### WHAT IS BEING ASKED
Going through the entries below, copy out each line that contains "Testing".

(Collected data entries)
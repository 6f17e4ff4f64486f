//! Run progress reporting and the colored console adapter.

use std::io::{self, Write};

use chrono::{DateTime, Local};
use colored::Colorize;
use humansa_core::{CheckOutcome, ProbeConfig, RunSummary};

/// Width of the `=` rules around banners.
pub const RULE_WIDTH: usize = 60;

const TIMESTAMP_FORMAT: &str = "%Y-%m-%d %H:%M:%S";

/// Observer for run progress.
///
/// The runner calls these in order: `run_started`, then `check_started`
/// followed by `check_finished` or `check_faulted` for each check, then
/// `run_finished`.
pub trait Reporter {
    fn run_started(&mut self, config: &ProbeConfig, at: DateTime<Local>) -> io::Result<()>;

    fn check_started(&mut self, title: &str) -> io::Result<()>;

    fn check_finished(&mut self, outcome: &CheckOutcome) -> io::Result<()>;

    /// A check returned an error or panicked instead of producing an outcome.
    fn check_faulted(&mut self, name: &str, error: &str) -> io::Result<()>;

    fn run_finished(&mut self, summary: &RunSummary, at: DateTime<Local>) -> io::Result<()>;
}

/// Writes the human-readable, colored report to any writer.
pub struct ConsoleReporter<W: Write> {
    out: W,
}

impl ConsoleReporter<io::Stdout> {
    pub fn stdout() -> Self {
        Self::new(io::stdout())
    }
}

impl<W: Write> ConsoleReporter<W> {
    pub fn new(out: W) -> Self {
        Self { out }
    }

    pub fn into_inner(self) -> W {
        self.out
    }

    fn banner(&mut self, lines: &[String]) -> io::Result<()> {
        let rule = "=".repeat(RULE_WIDTH);
        writeln!(self.out)?;
        writeln!(self.out, "{}", rule.bright_blue())?;
        for line in lines {
            writeln!(self.out, "{}", line.bright_blue())?;
        }
        writeln!(self.out, "{}", rule.bright_blue())
    }

    fn result_line(&mut self, passed: bool, message: &str, detail: Option<&str>) -> io::Result<()> {
        if passed {
            writeln!(self.out, "{}", format!("✓ {}", message).bright_green())?;
        } else {
            writeln!(self.out, "{}", format!("✗ {}", message).bright_red())?;
        }
        if let Some(detail) = detail.filter(|d| !d.is_empty()) {
            writeln!(self.out, "  {}", format!("Details: {}", detail).bright_yellow())?;
        }
        Ok(())
    }
}

impl<W: Write> Reporter for ConsoleReporter<W> {
    fn run_started(&mut self, config: &ProbeConfig, at: DateTime<Local>) -> io::Result<()> {
        self.banner(&[
            "Humansa ML Server Endpoint Testing".to_string(),
            format!("Target: {}", config.base_url),
            format!("Started: {}", at.format(TIMESTAMP_FORMAT)),
        ])?;
        self.out.flush()
    }

    fn check_started(&mut self, title: &str) -> io::Result<()> {
        self.banner(&[format!("Testing: {}", title)])?;
        self.out.flush()
    }

    fn check_finished(&mut self, outcome: &CheckOutcome) -> io::Result<()> {
        for milestone in &outcome.milestones {
            self.result_line(true, &milestone.message, milestone.detail.as_deref())?;
        }
        self.result_line(outcome.passed, &outcome.message, outcome.detail.as_deref())?;
        self.out.flush()
    }

    fn check_faulted(&mut self, name: &str, error: &str) -> io::Result<()> {
        writeln!(self.out, "{}", format!("Unexpected error in {}: {}", name, error).bright_red())?;
        self.out.flush()
    }

    fn run_finished(&mut self, summary: &RunSummary, at: DateTime<Local>) -> io::Result<()> {
        self.banner(&["Test Summary".to_string()])?;

        for result in summary.results() {
            let status = if result.passed {
                "PASSED".bright_green()
            } else {
                "FAILED".bright_red()
            };
            writeln!(self.out, "  {}: {}", result.name, status)?;
        }

        writeln!(self.out)?;
        writeln!(
            self.out,
            "{}{}, {}",
            "Results: ".bright_blue(),
            format!("{} passed", summary.passed()).bright_green(),
            format!("{} failed", summary.failed()).bright_red()
        )?;
        writeln!(
            self.out,
            "{}",
            format!("Completed: {}", at.format(TIMESTAMP_FORMAT)).bright_blue()
        )?;
        self.out.flush()
    }
}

### TASK RESPONSE
            "Humansa ML Server Endpoint Testing".to_string(),
        self.banner(&[format!("Testing: {}", title)])?;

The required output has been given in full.